§ Problem
Report how many lines in the records below hold the word "defaults". Add nothing to the number.

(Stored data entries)
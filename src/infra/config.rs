use std::path::Path;

use anyhow::{Context, Result};
use serde::{Deserialize, Serialize};

use crate::cli::{AppContext, InitArgs};
use crate::core::pass::HistogramBound;
use crate::core::refine::RefineOptions;

/// Config file names probed in the working directory, first match wins
pub const CONFIG_FILES: [&str; 4] = ["simpair.toml", "simpair.yaml", "simpair.json", ".simpair.toml"];

#[derive(Debug, Serialize, Deserialize)]
#[serde(default)]
pub struct Config
{
    /// Extra ignore globs applied while walking the corpus
    pub ignore_patterns: Vec<String>,

    /// Refinement tunables
    pub compare: CompareConfig,

    /// Corpus walking settings
    pub walk: WalkConfig,
}

#[derive(Debug, Serialize, Deserialize)]
#[serde(default)]
pub struct CompareConfig
{
    /// Initial histogram size bound, a positive integer or "auto"
    pub compare_len: String,
    /// Worker pool size (1 = sequential)
    pub workers: usize,
    /// Bound multiplier between passes, 2..=6
    pub scale_factor: usize,
}

#[derive(Debug, Serialize, Deserialize)]
#[serde(default)]
pub struct WalkConfig
{
    /// Honour .gitignore and friends
    pub gitignore: bool,
    pub include_hidden: bool,
    pub follow_symlinks: bool,
    pub max_depth: Option<usize>,
}

impl Default for Config
{
    fn default() -> Self
    {
        Self {
            ignore_patterns: vec!["**/.git".to_string()],
            compare: CompareConfig::default(),
            walk: WalkConfig::default(),
        }
    }
}

impl Default for CompareConfig
{
    fn default() -> Self
    {
        let defaults = RefineOptions::default();
        Self {
            compare_len: defaults
                .initial_bound
                .to_string(),
            workers: defaults.workers,
            scale_factor: defaults.scale_factor,
        }
    }
}

impl Default for WalkConfig
{
    fn default() -> Self
    {
        Self { gitignore: false, include_hidden: true, follow_symlinks: false, max_depth: None }
    }
}

impl CompareConfig
{
    /// Validated refinement options from this section.
    pub fn to_options(&self) -> Result<RefineOptions>
    {
        let initial_bound: HistogramBound = self
            .compare_len
            .parse()
            .context("Invalid compare.compare_len")?;
        let options =
            RefineOptions { initial_bound, workers: self.workers, scale_factor: self.scale_factor };
        options
            .validate()
            .context("Invalid compare settings")?;
        Ok(options)
    }
}

pub fn load_config() -> Result<Config>
{
    load_config_from(Path::new("."))
}

/// Load config from the first config file found in `dir`, then
/// `SIMPAIR_` environment variables (`SIMPAIR_COMPARE__WORKERS=4`).
pub fn load_config_from(dir: &Path) -> Result<Config>
{
    let mut builder = config::Config::builder();

    for name in CONFIG_FILES
    {
        let path = dir.join(name);
        if path.exists()
        {
            builder = builder.add_source(config::File::from(path));
            break;
        }
    }

    builder = builder.add_source(
        config::Environment::with_prefix("SIMPAIR")
            .prefix_separator("_")
            .separator("__"),
    );

    let cfg = builder
        .build()
        .context("Failed to load configuration")?;
    let parsed: Config = cfg
        .try_deserialize()
        .context("Failed to parse configuration")?;

    Ok(parsed)
}

pub fn init(
    args: InitArgs,
    ctx: &AppContext,
) -> Result<()>
{
    let config_path = args
        .path
        .join(CONFIG_FILES[0]);

    if config_path.exists() && !args.force
    {
        anyhow::bail!(
            "Config file already exists at {}. Use --force to overwrite.",
            config_path.display()
        );
    }

    let config = Config::default();
    let toml_string =
        toml::to_string_pretty(&config).context("Failed to serialize default config")?;

    if ctx.dry_run
    {
        if !ctx.quiet
        {
            println!("Would write {}:\n{}", config_path.display(), toml_string);
        }
        return Ok(());
    }

    std::fs::write(&config_path, toml_string).context("Failed to write config file")?;

    if !ctx.quiet
    {
        println!("Created config file at {}", config_path.display());
    }
    Ok(())
}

§ Solution to the problem
4